> WHAT THE TASK ASKS
When a line in the data below includes "tracing", pick it out and copy it.

Stored items
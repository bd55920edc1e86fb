//! Interceptor hooks around persistence interactions
//!
//! Interceptors are called in registration order. A `before` hook that
//! returns an error vetoes the interaction; `after` errors fail it as well,
//! and the surrounding session is rolled back.

use crate::Result;
use async_trait::async_trait;
use serde_json::Value as JsonValue;
use std::sync::Arc;

/// What an interceptor sees of one interaction.
#[derive(Debug, Clone, Copy)]
pub struct InterceptorEvent<'a> {
    /// `create`, `update`, `patch`, `delete`, `read`, `vread`, `history`,
    /// `search` or `operation`.
    pub interaction: &'static str,
    pub resource_type: Option<&'a str>,
    pub id: Option<&'a str>,
    /// The resource about to be written, or the one just written/read.
    pub resource: Option<&'a JsonValue>,
    /// The current version an update, patch or delete replaces.
    pub prev_resource: Option<&'a JsonValue>,
}

impl<'a> InterceptorEvent<'a> {
    pub fn new(interaction: &'static str) -> Self {
        Self {
            interaction,
            resource_type: None,
            id: None,
            resource: None,
            prev_resource: None,
        }
    }

    pub fn target(mut self, resource_type: &'a str, id: Option<&'a str>) -> Self {
        self.resource_type = Some(resource_type);
        self.id = id;
        self
    }

    pub fn resource(mut self, resource: Option<&'a JsonValue>) -> Self {
        self.resource = resource;
        self
    }

    pub fn prev_resource(mut self, prev_resource: Option<&'a JsonValue>) -> Self {
        self.prev_resource = prev_resource;
        self
    }
}

#[async_trait]
pub trait Interceptor: Send + Sync {
    /// Name used in logs.
    fn name(&self) -> &str;

    async fn before(&self, _event: &InterceptorEvent<'_>) -> Result<()> {
        Ok(())
    }

    async fn after(&self, _event: &InterceptorEvent<'_>) -> Result<()> {
        Ok(())
    }
}

#[derive(Clone, Default)]
pub struct InterceptorManager {
    interceptors: Vec<Arc<dyn Interceptor>>,
}

impl InterceptorManager {
    pub fn new() -> Self {
        Self::default()
    }

    pub fn register(&mut self, interceptor: Arc<dyn Interceptor>) {
        tracing::info!(interceptor = interceptor.name(), "Registered interceptor");
        self.interceptors.push(interceptor);
    }

    pub fn with(mut self, interceptor: Arc<dyn Interceptor>) -> Self {
        self.register(interceptor);
        self
    }

    pub fn len(&self) -> usize {
        self.interceptors.len()
    }

    pub fn is_empty(&self) -> bool {
        self.interceptors.is_empty()
    }

    pub async fn fire_before(&self, event: &InterceptorEvent<'_>) -> Result<()> {
        for interceptor in &self.interceptors {
            if let Err(err) = interceptor.before(event).await {
                tracing::debug!(
                    interceptor = interceptor.name(),
                    interaction = event.interaction,
                    error = %err,
                    "Interceptor rejected interaction"
                );
                return Err(err);
            }
        }
        Ok(())
    }

    pub async fn fire_after(&self, event: &InterceptorEvent<'_>) -> Result<()> {
        for interceptor in &self.interceptors {
            if let Err(err) = interceptor.after(event).await {
                tracing::warn!(
                    interceptor = interceptor.name(),
                    interaction = event.interaction,
                    error = %err,
                    "Interceptor failed after interaction"
                );
                return Err(err);
            }
        }
        Ok(())
    }
}

impl std::fmt::Debug for InterceptorManager {
    fn fmt(&self, f: &mut std::fmt::Formatter<'_>) -> std::fmt::Result {
        f.debug_list()
            .entries(self.interceptors.iter().map(|i| i.name()))
            .finish()
    }
}

#[cfg(test)]
mod tests {
    use super::*;
    use std::sync::Mutex;

    struct Recorder {
        name: String,
        log: Arc<Mutex<Vec<String>>>,
        veto: Option<&'static str>,
    }

    #[async_trait]
    impl Interceptor for Recorder {
        fn name(&self) -> &str {
            &self.name
        }

        async fn before(&self, event: &InterceptorEvent<'_>) -> Result<()> {
            self.log
                .lock()
                .unwrap()
                .push(format!("{}:before:{}", self.name, event.interaction));
            match self.veto {
                Some(interaction) if interaction == event.interaction => {
                    Err(crate::Error::BusinessRule(format!("{} vetoed", self.name)))
                }
                _ => Ok(()),
            }
        }

        async fn after(&self, event: &InterceptorEvent<'_>) -> Result<()> {
            self.log
                .lock()
                .unwrap()
                .push(format!("{}:after:{}", self.name, event.interaction));
            Ok(())
        }
    }

    fn recorder(name: &str, log: &Arc<Mutex<Vec<String>>>, veto: Option<&'static str>) -> Arc<dyn Interceptor> {
        Arc::new(Recorder {
            name: name.to_string(),
            log: log.clone(),
            veto,
        })
    }

    #[tokio::test]
    async fn hooks_run_in_registration_order() {
        let log = Arc::new(Mutex::new(Vec::new()));
        let manager = InterceptorManager::new()
            .with(recorder("a", &log, None))
            .with(recorder("b", &log, None));

        let event = InterceptorEvent::new("create").target("Patient", Some("1"));
        manager.fire_before(&event).await.unwrap();
        manager.fire_after(&event).await.unwrap();

        assert_eq!(
            *log.lock().unwrap(),
            vec!["a:before:create", "b:before:create", "a:after:create", "b:after:create"]
        );
    }

    #[tokio::test]
    async fn veto_stops_the_chain() {
        let log = Arc::new(Mutex::new(Vec::new()));
        let manager = InterceptorManager::new()
            .with(recorder("guard", &log, Some("delete")))
            .with(recorder("audit", &log, None));

        let err = manager
            .fire_before(&InterceptorEvent::new("delete"))
            .await
            .unwrap_err();
        assert!(matches!(err, crate::Error::BusinessRule(_)));
        assert_eq!(*log.lock().unwrap(), vec!["guard:before:delete"]);
    }
}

> ANSWER BOX
        tracing::info!(interceptor = interceptor.name(), "Registered interceptor");
                tracing::debug!(
                tracing::warn!(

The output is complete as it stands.